Fair Flair: A conversation with Jamie Smith, co-director of the brand new (e)merge Art Fair in Washington, D.C.
by Cara Ober
If you want to get a sense of the direction and scope of the contemporary art world, but you don’t have a lot of time, the best way to do this is to visit an art fair. Art Basel Miami in December is a favorite of many Baltimore-Washington artists and galleries, as is the original Art Basel Switzerland, held every summer. A myriad of other cities host their own, smaller fairs, but not Baltimore or Washington—until now.
The (e)merge art fair is a brand new event, being held at the Capitol Skyline Hotel in Washington, D.C., from September 22 to September 25. Like other art fairs, (e)merge features more than eighty exhibitors from across the globe, but it is unique for providing opportunities for emerging and unrepresented artists to exhibit alongside commercial galleries.
Jamie Smith is the co-director of the (e)merge fair, as well as Conner Contemporary Gallery in Washington, D.C. She spoke with me about the event, her role in putting it together, and what this fair might mean for D.C.’s burgeoning art scene.
Urbanite: How did it come about that you, Leigh Conner, and Helen Allen organized this brand new art fair?
Jamie Smith: Leigh and I founded the Conner Contemporary Art gallery in D.C. twelve years ago. Since 2001, we’ve presented an annual exhibition of works by D.C.-Baltimore area art school grads called Academy. We met Helen in 2005, when we exhibited in the Pulse art fairs, which she founded, first in Miami, and later New York, where she lives. We discovered that all three of us wanted to encourage direct artist participation in art fairs. Helen initiated the Pulse Presents prize, which awards free exhibition space to Academy artists selected by jurors each year. This was a good start, but we wanted to do more. Last year, for the 10th Academy show, Conner Contemporary Art launched a series of panel discussions, called (e)merge, focused on the needs of emerging artists. The panels immediately generated a high degree of involvement and energy in D.C.’s art community. Leigh and I talked to Helen about these dynamics … and the idea came together for the (e)merge art fair.

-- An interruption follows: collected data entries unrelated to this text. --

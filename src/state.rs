//! 애플리케이션 상태 관리

use crate::config::Config;
use crate::meeting::{KeyedLocks, ParticipantManager, RecordingManager, RoomManager, SessionManager};
use crate::registry::{BroadcastRouter, ConnectionRegistry, PresenceTracker};
use crate::store::Stores;
use std::sync::Arc;

/// 전역 애플리케이션 상태. 프로세스 시작 시 한 번 구성된다
pub struct AppState {
    pub config: Arc<Config>,
    pub stores: Arc<Stores>,
    pub connections: Arc<ConnectionRegistry>,
    pub presence: Arc<PresenceTracker>,
    pub broadcast: Arc<BroadcastRouter>,
    pub rooms: Arc<RoomManager>,
    pub sessions: Arc<SessionManager>,
    pub participants: Arc<ParticipantManager>,
    pub recordings: Arc<RecordingManager>,
}

impl AppState {
    pub fn new(config: Config) -> Self {
        let config = Arc::new(config);
        let stores = Arc::new(Stores::default());

        let connections = Arc::new(ConnectionRegistry::default());
        let presence = Arc::new(PresenceTracker::new(stores.clone()));
        let broadcast = Arc::new(BroadcastRouter::new(
            connections.clone(),
            presence.clone(),
            stores.clone(),
        ));

        let session_locks = Arc::new(KeyedLocks::default());
        let room_locks = Arc::new(KeyedLocks::default());
        let space_locks = Arc::new(KeyedLocks::default());

        let participants = Arc::new(ParticipantManager::new(
            stores.clone(),
            broadcast.clone(),
            session_locks.clone(),
        ));
        let recordings = Arc::new(RecordingManager::new(
            stores.clone(),
            broadcast.clone(),
            session_locks.clone(),
        ));
        let sessions = Arc::new(SessionManager::new(
            stores.clone(),
            broadcast.clone(),
            session_locks,
            room_locks,
            participants.clone(),
            recordings.clone(),
        ));
        let rooms = Arc::new(RoomManager::new(stores.clone(), space_locks));

        Self {
            config,
            stores,
            connections,
            presence,
            broadcast,
            rooms,
            sessions,
            participants,
            recordings,
        }
    }
}
//! 코어 오류 타입 정의

use axum::http::StatusCode;
use axum::response::{IntoResponse, Response};
use axum::Json;
use thiserror::Error;
use uuid::Uuid;

/// 코어 오류 분류
#[derive(Debug, Error)]
pub enum CoreError {
    /// 대상 엔티티 없음
    #[error("{0} not found")]
    NotFound(&'static str),

    /// 현재 상태에서 허용되지 않는 연산
    #[error("{0}")]
    InvalidState(String),

    /// 정원 초과, 예약 겹침, 중복 녹화 등
    #[error("{0}")]
    Conflict(String),

    /// 호출자 권한 부족
    #[error("{0}")]
    PermissionDenied(String),

    /// 구역이 지정한 공간에 속하지 않음
    #[error("zone {zone_id} does not belong to space {space_id}")]
    InvalidZone { zone_id: Uuid, space_id: Uuid },
}

pub type CoreResult<T> = Result<T, CoreError>;

impl CoreError {
    /// 클라이언트 전송용 오류 코드
    pub fn code(&self) -> &'static str {
        match self {
            CoreError::NotFound(_) => "NOT_FOUND",
            CoreError::InvalidState(_) => "INVALID_STATE",
            CoreError::Conflict(_) => "CONFLICT",
            CoreError::PermissionDenied(_) => "PERMISSION_DENIED",
            CoreError::InvalidZone { .. } => "INVALID_ZONE",
        }
    }

    fn status(&self) -> StatusCode {
        match self {
            CoreError::NotFound(_) => StatusCode::NOT_FOUND,
            CoreError::InvalidState(_) => StatusCode::UNPROCESSABLE_ENTITY,
            CoreError::Conflict(_) => StatusCode::CONFLICT,
            CoreError::PermissionDenied(_) => StatusCode::FORBIDDEN,
            CoreError::InvalidZone { .. } => StatusCode::BAD_REQUEST,
        }
    }
}

impl IntoResponse for CoreError {
    fn into_response(self) -> Response {
        let body = Json(serde_json::json!({
            "code": self.code(),
            "message": self.to_string(),
        }));
        (self.status(), body).into_response()
    }
}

Urbanite: Washington, D.C., hosted a one-time art fair, ArtDC, several years back that was not particularly successful. What makes (e)merge different from this fair? What about D.C. makes it an ideal place for an art fair?
Smith: ArtDC was owned by a corporation in Miami that transplanted the big-box fair model to D.C., but didn’t connect with the art community here. (e)merge grew organically out of the D.C. art community, from the support of artists, collectors, educators, gallerists, nonprofits, museums, and art writers that coalesced around the Academy shows and the (e)merge panels. This cooperative spirit, at all levels of organization, from start-ups to museums, provides a supportive environment for emerging artists. D.C.’s creative energy also manifests itself in the vitality of its business community. Its strong job and real estate markets attract educated young urban professionals with the income and appetite to enjoy cultural experiences. A whole new generation of would-be art supporters is right here.
Urbanite: What is the concept behind (e)merge? What makes it different from other art fairs?
Smith: (e)merge is the only art fair to provide free exhibition space to vetted projects by unrepresented artists. Other fairs either do not allow artists to exhibit on their own behalf without a gallery representing them, or charge artists considerable fees for exhibition spaces. Unlike pop-up artist exhibitions, our artist projects were reviewed and selected by a team of experts, including artist Nico Vascellari, collector Mera Rubell, and curators Kristen Hileman and Matthew Higgs.